- Dataset excerpts
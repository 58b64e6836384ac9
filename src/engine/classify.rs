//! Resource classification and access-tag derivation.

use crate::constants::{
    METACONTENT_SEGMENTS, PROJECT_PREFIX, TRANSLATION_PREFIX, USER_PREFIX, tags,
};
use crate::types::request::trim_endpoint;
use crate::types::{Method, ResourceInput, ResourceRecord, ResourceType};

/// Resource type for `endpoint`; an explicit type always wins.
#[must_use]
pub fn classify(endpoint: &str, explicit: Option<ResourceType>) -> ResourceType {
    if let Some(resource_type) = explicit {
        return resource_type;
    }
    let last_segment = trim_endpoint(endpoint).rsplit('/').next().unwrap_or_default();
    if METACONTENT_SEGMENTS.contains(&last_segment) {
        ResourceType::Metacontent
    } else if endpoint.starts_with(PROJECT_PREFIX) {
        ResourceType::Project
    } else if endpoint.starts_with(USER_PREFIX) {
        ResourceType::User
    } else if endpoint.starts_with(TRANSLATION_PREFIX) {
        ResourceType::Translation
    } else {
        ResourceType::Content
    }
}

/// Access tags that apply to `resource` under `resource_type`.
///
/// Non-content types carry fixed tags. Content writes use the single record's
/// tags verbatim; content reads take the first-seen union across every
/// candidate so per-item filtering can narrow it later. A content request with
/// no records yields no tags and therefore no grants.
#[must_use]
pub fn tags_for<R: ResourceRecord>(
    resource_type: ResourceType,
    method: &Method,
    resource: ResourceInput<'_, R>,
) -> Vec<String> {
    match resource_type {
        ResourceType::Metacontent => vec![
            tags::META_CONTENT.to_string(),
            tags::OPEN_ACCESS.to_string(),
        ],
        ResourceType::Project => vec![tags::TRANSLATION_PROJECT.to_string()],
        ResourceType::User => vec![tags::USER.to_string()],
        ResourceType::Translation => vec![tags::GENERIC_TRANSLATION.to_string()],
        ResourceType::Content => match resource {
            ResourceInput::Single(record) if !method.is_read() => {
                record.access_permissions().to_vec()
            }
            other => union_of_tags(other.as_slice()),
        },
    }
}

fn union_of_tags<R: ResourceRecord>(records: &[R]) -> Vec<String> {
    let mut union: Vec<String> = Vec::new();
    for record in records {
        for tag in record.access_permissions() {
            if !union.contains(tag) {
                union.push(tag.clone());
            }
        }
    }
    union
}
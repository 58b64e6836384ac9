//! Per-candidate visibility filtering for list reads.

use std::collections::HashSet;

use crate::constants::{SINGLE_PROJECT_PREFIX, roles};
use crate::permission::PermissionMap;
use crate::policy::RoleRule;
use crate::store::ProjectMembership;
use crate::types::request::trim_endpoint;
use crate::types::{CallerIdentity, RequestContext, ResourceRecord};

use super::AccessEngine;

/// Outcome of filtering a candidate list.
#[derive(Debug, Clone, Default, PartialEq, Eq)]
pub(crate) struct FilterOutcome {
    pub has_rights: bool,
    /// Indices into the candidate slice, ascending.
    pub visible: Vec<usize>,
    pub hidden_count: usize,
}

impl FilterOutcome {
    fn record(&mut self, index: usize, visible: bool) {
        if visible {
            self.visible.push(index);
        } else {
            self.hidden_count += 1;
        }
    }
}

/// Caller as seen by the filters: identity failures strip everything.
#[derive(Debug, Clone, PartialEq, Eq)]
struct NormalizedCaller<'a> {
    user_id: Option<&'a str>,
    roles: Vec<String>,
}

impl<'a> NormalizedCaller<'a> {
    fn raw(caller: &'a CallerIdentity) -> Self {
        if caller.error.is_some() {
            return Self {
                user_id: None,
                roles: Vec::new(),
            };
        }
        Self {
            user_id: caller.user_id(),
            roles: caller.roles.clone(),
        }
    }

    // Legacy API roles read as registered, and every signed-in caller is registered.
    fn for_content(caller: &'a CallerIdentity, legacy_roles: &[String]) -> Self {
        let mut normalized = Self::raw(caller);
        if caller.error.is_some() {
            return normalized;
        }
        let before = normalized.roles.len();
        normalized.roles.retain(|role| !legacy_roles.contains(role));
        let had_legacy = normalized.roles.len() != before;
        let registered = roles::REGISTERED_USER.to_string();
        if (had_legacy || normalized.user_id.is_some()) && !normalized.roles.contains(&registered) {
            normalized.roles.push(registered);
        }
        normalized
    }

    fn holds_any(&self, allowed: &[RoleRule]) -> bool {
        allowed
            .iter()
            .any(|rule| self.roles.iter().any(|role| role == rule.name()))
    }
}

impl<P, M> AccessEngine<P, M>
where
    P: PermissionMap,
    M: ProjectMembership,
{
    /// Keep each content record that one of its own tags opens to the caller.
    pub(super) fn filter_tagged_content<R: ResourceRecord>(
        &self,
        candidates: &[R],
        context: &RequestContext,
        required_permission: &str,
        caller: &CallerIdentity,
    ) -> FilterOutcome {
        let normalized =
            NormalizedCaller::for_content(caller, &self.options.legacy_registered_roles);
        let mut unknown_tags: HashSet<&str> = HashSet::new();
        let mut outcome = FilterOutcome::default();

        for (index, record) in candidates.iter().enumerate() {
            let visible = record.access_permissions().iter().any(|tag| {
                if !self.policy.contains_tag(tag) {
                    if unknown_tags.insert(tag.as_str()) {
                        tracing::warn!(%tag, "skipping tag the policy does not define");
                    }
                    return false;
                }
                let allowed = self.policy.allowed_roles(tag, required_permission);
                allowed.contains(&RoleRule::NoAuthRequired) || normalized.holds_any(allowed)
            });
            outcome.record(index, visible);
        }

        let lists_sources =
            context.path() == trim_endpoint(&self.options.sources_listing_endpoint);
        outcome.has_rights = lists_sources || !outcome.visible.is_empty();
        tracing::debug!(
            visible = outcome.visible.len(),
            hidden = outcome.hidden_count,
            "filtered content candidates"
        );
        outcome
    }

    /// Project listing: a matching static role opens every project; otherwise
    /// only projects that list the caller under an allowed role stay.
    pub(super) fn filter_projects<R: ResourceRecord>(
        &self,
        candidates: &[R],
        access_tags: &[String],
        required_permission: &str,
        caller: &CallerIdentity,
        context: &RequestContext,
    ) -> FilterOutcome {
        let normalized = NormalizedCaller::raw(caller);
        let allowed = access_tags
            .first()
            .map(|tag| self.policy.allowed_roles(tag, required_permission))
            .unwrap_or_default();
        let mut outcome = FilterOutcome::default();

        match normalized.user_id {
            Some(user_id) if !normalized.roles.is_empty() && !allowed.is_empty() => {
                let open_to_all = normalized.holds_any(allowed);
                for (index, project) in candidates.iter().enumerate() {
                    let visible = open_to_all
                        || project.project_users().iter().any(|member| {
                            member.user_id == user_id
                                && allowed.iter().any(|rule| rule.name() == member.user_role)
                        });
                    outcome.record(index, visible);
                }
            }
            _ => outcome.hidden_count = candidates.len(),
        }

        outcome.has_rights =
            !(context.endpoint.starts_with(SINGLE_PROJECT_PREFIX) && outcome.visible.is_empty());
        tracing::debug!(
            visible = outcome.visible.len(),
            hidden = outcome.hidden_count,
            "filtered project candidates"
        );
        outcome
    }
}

- Task brief
Only a number is needed here: the count of lines above that hold the string "impl".

- Completed task
3